# Worms!!!! Yuck!



## 3 goldens (Sep 30, 2005)

I think the vet needs to check her to make sure she doesn't have any other kind of worms. I know round worms are pretty common in puppies. An hooks can be a problem also in puppies.

I do not know anything about the kind of worme you are using. We always had ours wormed with stuff we got from the vet. Good luck with your new baby and I hope you get rid of those nasty things very soon.


----------



## Ardeagold (Feb 26, 2007)

I'd get her to the Vet as soon as possible and let them worm her for everything she tests positive for (and test for coccidia and giardia too).

I looked RFD Wormer up on Google, and it covers large roundworms and hookworms.

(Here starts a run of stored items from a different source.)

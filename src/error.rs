//! Error types for the sniper

use thiserror::Error;

/// Result type alias using our custom Error
pub type Result<T> = std::result::Result<T, Error>;

/// Main error type for the sniper
#[derive(Error, Debug)]
pub enum Error {
    // Configuration errors
    #[error("Configuration error: {0}")]
    Config(String),

    #[error("Invalid configuration: {0}")]
    ConfigValidation(String),

    #[error("Invalid keypair: {0}")]
    InvalidKeypair(String),

    // Network errors
    #[error("RPC error: {0}")]
    Rpc(String),

    #[error("RPC timeout after {0}ms")]
    RpcTimeout(u64),

    #[error("HTTP request failed: {0}")]
    Http(String),

    #[error("Stream connection failed: {0}")]
    StreamConnection(String),

    #[error("Stream disconnected")]
    StreamDisconnected,

    // Decoding errors
    #[error("Malformed event: {0}")]
    MalformedEvent(String),

    #[error("Serialization error: {0}")]
    Serialization(String),

    #[error("Deserialization error: {0}")]
    Deserialization(String),

    // Trading errors
    #[error("Quote failed: {0}")]
    Quote(String),

    #[error("Transaction build failed: {0}")]
    TransactionBuild(String),

    #[error("Transaction send failed: {0}")]
    TransactionSend(String),

    #[error("Confirmation timed out after {0}ms")]
    ConfirmationTimeout(u64),

    #[error("Execution failed after {attempts} attempt(s): {last}")]
    RetriesExhausted { attempts: u32, last: Box<Error> },

    #[error("Insufficient balance: {available}SOL available, {required}SOL required")]
    InsufficientBalance { available: f64, required: f64 },

    // Risk errors
    #[error("Trade blocked: {}", reasons.join("; "))]
    RiskBlocked { reasons: Vec<String> },

    // Position errors
    #[error("Position already open: {0}")]
    PositionExists(String),

    // I/O errors
    #[error("I/O error: {0}")]
    Io(String),

    // Generic errors
    #[error("Internal error: {0}")]
    Internal(String),

    #[error(transparent)]
    Anyhow(#[from] anyhow::Error),
}

impl Error {
    /// Check if this error is retryable (transient)
    pub fn is_retryable(&self) -> bool {
        matches!(
            self,
            Error::Rpc(_)
                | Error::RpcTimeout(_)
                | Error::Http(_)
                | Error::StreamConnection(_)
                | Error::StreamDisconnected
                | Error::Quote(_)
                | Error::TransactionSend(_)
                | Error::ConfirmationTimeout(_)
        )
    }

    /// Denied admission, not a fault
    pub fn is_risk_block(&self) -> bool {
        matches!(self, Error::RiskBlocked { .. })
    }
}

// Conversion from solana_client errors
impl From<solana_client::client_error::ClientError> for Error {
    fn from(e: solana_client::client_error::ClientError) -> Self {
        Error::Rpc(e.to_string())
    }
}

impl From<reqwest::Error> for Error {
    fn from(e: reqwest::Error) -> Self {
        if e.is_timeout() {
            Error::Http(format!("request timed out: {}", e))
        } else {
            Error::Http(e.to_string())
        }
    }
}

// Conversion from serde_json errors
impl From<serde_json::Error> for Error {
    fn from(e: serde_json::Error) -> Self {
        Error::Serialization(e.to_string())
    }
}

// Conversion from I/O errors
impl From<std::io::Error> for Error {
    fn from(e: std::io::Error) -> Self {
        Error::Io(e.to_string())
    }
}

#[cfg(test)]
mod tests {
    use super::*;

    #[test]
    fn test_retryable_classification() {
        assert!(Error::Http("502".into()).is_retryable());
        assert!(Error::StreamDisconnected.is_retryable());
        assert!(Error::ConfirmationTimeout(30_000).is_retryable());
        assert!(!Error::ConfigValidation("bad".into()).is_retryable());
        assert!(!Error::RiskBlocked { reasons: vec![] }.is_retryable());
    }

    #[test]
    fn test_risk_blocked_message_joins_reasons() {
        let err = Error::RiskBlocked {
            reasons: vec!["a".to_string(), "b".to_string()],
        };
        assert!(err.is_risk_block());
        assert_eq!(err.to_string(), "Trade blocked: a; b");
    }

    #[test]
    fn test_retries_exhausted_keeps_last_error() {
        let err = Error::RetriesExhausted {
            attempts: 3,
            last: Box::new(Error::TransactionSend("blockhash not found".into())),
        };
        assert!(err.to_string().contains("3 attempt(s)"));
        assert!(err.to_string().contains("blockhash not found"));
    }
}
//! Concurrent position registry
//!
//! One entry per mint. Writers that create or remove an entry first take the
//! mint's async lock via [`PositionStore::lock`], so a buy and a sell can never
//! interleave on the same key. In-place refreshes go through the map directly.

use chrono::{DateTime, Utc};
use dashmap::mapref::entry::Entry;
use dashmap::DashMap;
use serde::Serialize;
use std::collections::HashSet;
use std::sync::Arc;
use tokio::sync::{Mutex, OwnedMutexGuard};
use tracing::{debug, info};

use crate::detector::{PoolContext, PoolStatus};
use crate::error::{Error, Result};
use crate::risk::{PositionSummary, RiskSnapshot};

#[derive(Debug, Clone, PartialEq, Serialize)]
#[serde(tag = "state", rename_all = "snake_case")]
pub enum PositionState {
    Open,
    /// Marked for teardown; the monitor sells on its next sweep
    ClosingRequested { reason: String },
    Closed,
    /// Last sell exhausted its retries
    Failed { error: String },
}

/// A capital-committed holding in one token
#[derive(Debug, Clone, Serialize)]
pub struct Position {
    pub mint: String,
    pub entry_time: DateTime<Utc>,
    pub entry_signature: String,
    /// SOL committed on entry
    pub entry_value: f64,
    /// SOL per token at entry
    pub entry_price: f64,
    /// Held amount in raw token units
    pub token_amount: u64,
    pub token_decimals: u8,
    pub current_price: f64,
    /// SOL the full balance would fetch now
    pub current_value: f64,
    pub pnl: f64,
    pub pnl_ratio: f64,
    pub pool_status: PoolStatus,
    pub context: PoolContext,
    pub state: PositionState,
    pub last_update: DateTime<Utc>,
}

impl Position {
    #[allow(clippy::too_many_arguments)]
    pub fn open(
        mint: String,
        entry_signature: String,
        entry_value: f64,
        token_amount: u64,
        token_decimals: u8,
        pool_status: PoolStatus,
        context: PoolContext,
        now: DateTime<Utc>,
    ) -> Self {
        let ui_amount = ui_amount(token_amount, token_decimals);
        let entry_price = if ui_amount > 0.0 {
            entry_value / ui_amount
        } else {
            0.0
        };

        Self {
            mint,
            entry_time: now,
            entry_signature,
            entry_value,
            entry_price,
            token_amount,
            token_decimals,
            current_price: entry_price,
            current_value: entry_value,
            pnl: 0.0,
            pnl_ratio: 1.0,
            pool_status,
            context,
            state: PositionState::Open,
            last_update: now,
        }
    }

    /// Apply a fresh balance and its quoted SOL value
    pub fn revalue(&mut self, token_amount: u64, value_sol: f64, now: DateTime<Utc>) {
        self.token_amount = token_amount;
        self.current_value = value_sol;
        let ui = ui_amount(token_amount, self.token_decimals);
        self.current_price = if ui > 0.0 { value_sol / ui } else { 0.0 };
        self.pnl = value_sol - self.entry_value;
        self.pnl_ratio = if self.entry_value > 0.0 {
            value_sol / self.entry_value
        } else {
            0.0
        };
        self.last_update = now;
    }

    pub fn hold_time_ms(&self, now: DateTime<Utc>) -> u64 {
        (now - self.entry_time).num_milliseconds().max(0) as u64
    }

    pub fn is_open(&self) -> bool {
        matches!(self.state, PositionState::Open)
    }
}

fn ui_amount(raw: u64, decimals: u8) -> f64 {
    raw as f64 / 10f64.powi(decimals as i32)
}

#[derive(Default)]
pub struct PositionStore {
    positions: DashMap<String, Position>,
    locks: DashMap<String, Arc<Mutex<()>>>,
}

impl PositionStore {
    pub fn new() -> Self {
        Self::default()
    }

    /// Serialize create/remove on one mint
    pub async fn lock(&self, mint: &str) -> OwnedMutexGuard<()> {
        let lock = self
            .locks
            .entry(mint.to_string())
            .or_insert_with(|| Arc::new(Mutex::new(())))
            .clone();
        lock.lock_owned().await
    }

    /// Create the entry for a confirmed buy
    pub fn insert(&self, position: Position) -> Result<()> {
        match self.positions.entry(position.mint.clone()) {
            Entry::Occupied(_) => Err(Error::PositionExists(position.mint)),
            Entry::Vacant(slot) => {
                info!(
                    mint = %position.mint,
                    entry_value = position.entry_value,
                    tokens = position.token_amount,
                    "Position opened"
                );
                slot.insert(position);
                Ok(())
            }
        }
    }

    /// Mutate an entry in place; returns the updated copy
    pub fn update<F>(&self, mint: &str, f: F) -> Option<Position>
    where
        F: FnOnce(&mut Position),
    {
        let mut entry = self.positions.get_mut(mint)?;
        f(entry.value_mut());
        Some(entry.value().clone())
    }

    pub fn remove(&self, mint: &str) -> Option<Position> {
        let removed = self.positions.remove(mint).map(|(_, mut p)| {
            p.state = PositionState::Closed;
            p
        });
        if removed.is_some() {
            debug!(mint, "Position removed");
        }
        removed
    }

    pub fn get(&self, mint: &str) -> Option<Position> {
        self.positions.get(mint).map(|p| p.value().clone())
    }

    pub fn contains(&self, mint: &str) -> bool {
        self.positions.contains_key(mint)
    }

    pub fn all(&self) -> Vec<Position> {
        self.positions.iter().map(|p| p.value().clone()).collect()
    }

    pub fn mints(&self) -> HashSet<String> {
        self.positions.iter().map(|p| p.key().clone()).collect()
    }

    pub fn count(&self) -> usize {
        self.positions.len()
    }

    /// Flag every open (or failed) position for teardown; returns the flagged mints
    pub fn mark_all_closing(&self, reason: &str) -> Vec<String> {
        let mut flagged = Vec::new();
        for mut entry in self.positions.iter_mut() {
            if entry.is_open() || matches!(entry.state, PositionState::Failed { .. }) {
                entry.state = PositionState::ClosingRequested {
                    reason: reason.to_string(),
                };
                flagged.push(entry.key().clone());
            }
        }
        flagged
    }

    pub fn summary(&self) -> PositionSummary {
        let (count, total_value, total_pnl) = self
            .positions
            .iter()
            .fold((0usize, 0.0, 0.0), |(n, value, pnl), p| {
                (n + 1, value + p.current_value, pnl + p.pnl)
            });

        PositionSummary {
            active_positions: count,
            total_value,
            total_pnl,
            average_pnl: if count > 0 {
                total_pnl / count as f64
            } else {
                0.0
            },
        }
    }

    /// Counters the risk gate evaluates, combined with realized figures
    pub fn risk_snapshot(
        &self,
        net_pnl: f64,
        last_trade_time: Option<DateTime<Utc>>,
    ) -> RiskSnapshot {
        let active_mints = self.mints();
        RiskSnapshot {
            net_pnl,
            active_positions: active_mints.len(),
            last_trade_time,
            active_mints,
        }
    }

    /// Drop lock entries no task holds for mints without a position
    pub fn prune_locks(&self) {
        let positions = &self.positions;
        self.locks
            .retain(|mint, lock| Arc::strong_count(lock) > 1 || positions.contains_key(mint));
    }
}

#[cfg(test)]
pub(crate) mod testing {
    use super::*;

    pub fn context() -> PoolContext {
        PoolContext {
            signature: "sig".into(),
            slot: 1,
            pool_authority: crate::config::DEFAULT_POOL_AUTHORITY.into(),
            sol_reserve: 5.2,
            token_reserve: 1_000_000.0,
            token_decimals: Some(6),
        }
    }

    pub fn position(mint: &str, entry_value: f64, tokens: u64, now: DateTime<Utc>) -> Position {
        Position::open(
            mint.to_string(),
            format!("buy-{}", mint),
            entry_value,
            tokens,
            6,
            PoolStatus::RaydiumLaunchLab,
            context(),
            now,
        )
    }
}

What you're probably seeing is roundworms. Looks like spaghetti? Roundworms are common in puppies, but they do need to GO.

There are others that are also common including whipworm and tapeworm - but you don't usually see those in puppies. It's not impossible, however....so let the Vet test her, and give the proper wormer for the worms she has. 

Puppies often have worms even after being wormed once. It can take 2-4 times to clear them out, because of the life cycle of the worm. Within about 10 days, the cycle starts again, so you have to worm every week to 10 days when they're very little.

Generally breeders start at 3 weeks and worm at least every 10 days to two weeks, until they go home, and STILL they might have worms.

Write down what you used as a wormer, and the date...and take it with you when you go to the Vet.

Good luck with your new puppy!


----------



## kjarv24 (Nov 7, 2008)

I agree with the others, I think its best she see a vet asap...Mainly just to rule out anything else that might be going on. As a child our family used the liquid wormers bought from stores with success...But..IMO She should definitely be seen by a vet.


----------



## Lucky's mom (Nov 4, 2005)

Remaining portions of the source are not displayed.